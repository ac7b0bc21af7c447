use std::sync::Arc;

use async_trait::async_trait;

use crate::domain::catalog::cache::CatalogCache;
use crate::domain::ingredient::gateway::IngredientGateway;
use crate::domain::inventory::gateway::InventoryGateway;
use crate::domain::inventory::store::InventoryStore;
use crate::domain::logger::Logger;
use crate::domain::purchase::errors::PurchaseError;
use crate::domain::purchase::gateway::{ConfirmParams, PurchaseGateway};
use crate::domain::purchase::shopping_list::ShoppingListStore;
use crate::domain::purchase::use_cases::confirm::{ConfirmPurchaseParams, ConfirmPurchaseUseCase};
use crate::domain::purchase::use_cases::refresh_shopping_list::RefreshShoppingListUseCase;
use crate::domain::recipe::gateway::RecipeGateway;
use crate::domain::recipe::selection::RecipeSelection;

/// Orchestrates the commit. The backend transaction does the real work
/// (order flips to Purchased, inventory rows materialize with server-derived
/// expiry dates); the client guarantees ordering only: nothing local moves
/// until the backend has confirmed, and afterwards every affected collection
/// is reloaded in full.
pub struct ConfirmPurchaseUseCaseImpl {
    pub purchase_gateway: Arc<dyn PurchaseGateway>,
    pub ingredient_gateway: Arc<dyn IngredientGateway>,
    pub recipe_gateway: Arc<dyn RecipeGateway>,
    pub inventory_gateway: Arc<dyn InventoryGateway>,
    pub catalog: Arc<CatalogCache>,
    pub inventory: Arc<InventoryStore>,
    pub selection: Arc<RecipeSelection>,
    pub shopping_list: Arc<ShoppingListStore>,
    pub refresh_shopping_list: Arc<dyn RefreshShoppingListUseCase>,
    pub logger: Arc<dyn Logger>,
}

#[async_trait]
impl ConfirmPurchaseUseCase for ConfirmPurchaseUseCaseImpl {
    async fn execute(&self, params: ConfirmPurchaseParams) -> Result<(), PurchaseError> {
        let planned = self.shopping_list.len();
        if planned == 0 {
            return Err(PurchaseError::EmptyCart);
        }

        // Fetch the cart fresh; a cached order id could be stale if the cart
        // was emptied between render and click.
        let cart = self
            .purchase_gateway
            .cart()
            .await?
            .ok_or(PurchaseError::EmptyCart)?;

        let remark = params
            .remark
            .unwrap_or_else(|| format!("Restocked {} ingredients", planned));
        self.logger
            .info(&format!("Confirming purchase of order {}", cart.id));
        self.purchase_gateway
            .confirm(&ConfirmParams {
                order_id: cart.id,
                total_cost: params.total_cost,
                remark: Some(remark),
            })
            .await?;

        // Committed server-side; reload everything the commit touched.
        let ingredients = self.ingredient_gateway.list().await?;
        self.catalog.replace_ingredients(ingredients);
        let recipes = self.recipe_gateway.list().await?;
        self.catalog.replace_recipes(recipes);
        let stock = self.inventory_gateway.list().await?;
        self.inventory.replace(stock);

        self.selection.clear();
        self.refresh_shopping_list.execute().await?;

        self.logger
            .info(&format!("Purchase confirmed, order {} archived", cart.id));
        Ok(())
    }
}

#[cfg(test)]
mod tests {
    use super::*;
    use crate::application::test_support::{
        mock_logger, MockIngredientGw, MockInventoryGw, MockPurchaseGw, MockRecipeGw,
        MockRefreshList,
    };
    use crate::domain::errors::GatewayError;
    use crate::domain::ingredient::model::{Ingredient, IngredientCategory, StorageType};
    use crate::domain::purchase::model::{PurchaseOrder, PurchaseOrderItem, PurchaseStatus};
    use crate::domain::purchase::shopping_list::ShoppingList;

    fn ingredient(id: i64, name: &str) -> Ingredient {
        Ingredient::from_gateway(
            id,
            name.to_string(),
            IngredientCategory::Vegetable,
            5,
            StorageType::Refrigerated,
            None,
        )
    }

    fn draft_cart() -> PurchaseOrder {
        PurchaseOrder::from_gateway(
            31,
            PurchaseStatus::Draft,
            vec![PurchaseOrderItem {
                ingredient_id: 1,
                ingredient_name: "Tomato".to_string(),
            }],
            0.0,
            None,
            None,
            None,
        )
    }

    struct Fixture {
        purchase: MockPurchaseGw,
        ingredients: MockIngredientGw,
        recipes: MockRecipeGw,
        inventory: MockInventoryGw,
        refresh: MockRefreshList,
        catalog: Arc<CatalogCache>,
        stock: Arc<InventoryStore>,
        selection: Arc<RecipeSelection>,
        shopping_list: Arc<ShoppingListStore>,
    }

    impl Fixture {
        fn new() -> Self {
            Self {
                purchase: MockPurchaseGw::new(),
                ingredients: MockIngredientGw::new(),
                recipes: MockRecipeGw::new(),
                inventory: MockInventoryGw::new(),
                refresh: MockRefreshList::new(),
                catalog: Arc::new(CatalogCache::new()),
                stock: Arc::new(InventoryStore::new()),
                selection: Arc::new(RecipeSelection::new()),
                shopping_list: Arc::new(ShoppingListStore::new()),
            }
        }

        fn with_pending_list(self) -> Self {
            self.catalog
                .replace_ingredients(vec![ingredient(1, "Tomato")]);
            self.shopping_list.replace(ShoppingList::project(
                &[PurchaseOrderItem {
                    ingredient_id: 1,
                    ingredient_name: "Tomato".to_string(),
                }],
                &self.catalog,
                &[],
            ));
            self
        }

        fn build(self) -> ConfirmPurchaseUseCaseImpl {
            ConfirmPurchaseUseCaseImpl {
                purchase_gateway: Arc::new(self.purchase),
                ingredient_gateway: Arc::new(self.ingredients),
                recipe_gateway: Arc::new(self.recipes),
                inventory_gateway: Arc::new(self.inventory),
                catalog: self.catalog,
                inventory: self.stock,
                selection: self.selection,
                shopping_list: self.shopping_list,
                refresh_shopping_list: Arc::new(self.refresh),
                logger: mock_logger(),
            }
        }
    }

    #[tokio::test]
    async fn should_fail_fast_without_network_when_list_empty() {
        // No gateway expectations: any call would panic the mocks.
        let use_case = Fixture::new().build();

        let result = use_case
            .execute(ConfirmPurchaseParams {
                total_cost: 0.0,
                remark: None,
            })
            .await;

        assert!(matches!(result.unwrap_err(), PurchaseError::EmptyCart));
    }

    #[tokio::test]
    async fn should_fail_when_draft_cart_vanished() {
        let mut fixture = Fixture::new().with_pending_list();
        fixture.purchase.expect_cart().returning(|| Ok(None));

        let use_case = fixture.build();
        let result = use_case
            .execute(ConfirmPurchaseParams {
                total_cost: 0.0,
                remark: None,
            })
            .await;

        assert!(matches!(result.unwrap_err(), PurchaseError::EmptyCart));
    }

    #[tokio::test]
    async fn should_leave_view_and_selection_untouched_when_confirm_fails() {
        let mut fixture = Fixture::new().with_pending_list();
        fixture.selection.select(9);
        fixture
            .purchase
            .expect_cart()
            .returning(|| Ok(Some(draft_cart())));
        fixture
            .purchase
            .expect_confirm()
            .returning(|_| Err(GatewayError::backend("insufficient funds")));

        let selection = fixture.selection.clone();
        let shopping_list = fixture.shopping_list.clone();
        let before = shopping_list.current();

        let use_case = fixture.build();
        let result = use_case
            .execute(ConfirmPurchaseParams {
                total_cost: 12.5,
                remark: None,
            })
            .await;

        assert!(result.is_err());
        assert_eq!(shopping_list.current(), before);
        assert!(selection.contains(9));
    }

    #[tokio::test]
    async fn should_reload_collections_and_clear_selection_on_success() {
        let mut fixture = Fixture::new().with_pending_list();
        fixture.selection.select(9);
        fixture
            .purchase
            .expect_cart()
            .returning(|| Ok(Some(draft_cart())));
        fixture
            .purchase
            .expect_confirm()
            .withf(|params| params.order_id == 31 && params.remark.is_some())
            .once()
            .returning(|_| Ok(()));
        fixture
            .ingredients
            .expect_list()
            .once()
            .returning(|| Ok(vec![ingredient(1, "Tomato")]));
        fixture
            .recipes
            .expect_list()
            .once()
            .returning(|| Ok(Vec::new()));
        fixture
            .inventory
            .expect_list()
            .once()
            .returning(|| Ok(Vec::new()));
        fixture
            .refresh
            .expect_execute()
            .once()
            .returning(|| Ok(ShoppingList::default()));

        let selection = fixture.selection.clone();

        let use_case = fixture.build();
        let result = use_case
            .execute(ConfirmPurchaseParams {
                total_cost: 12.5,
                remark: Some("weekly shop".to_string()),
            })
            .await;

        assert!(result.is_ok());
        assert!(!selection.contains(9));
    }
}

Work instructions: Check each line of the records for the word "GatewayError", and show the lines that contain it.

Response to this task:
    use crate::domain::errors::GatewayError;
            .returning(|_| Err(GatewayError::backend("insufficient funds")));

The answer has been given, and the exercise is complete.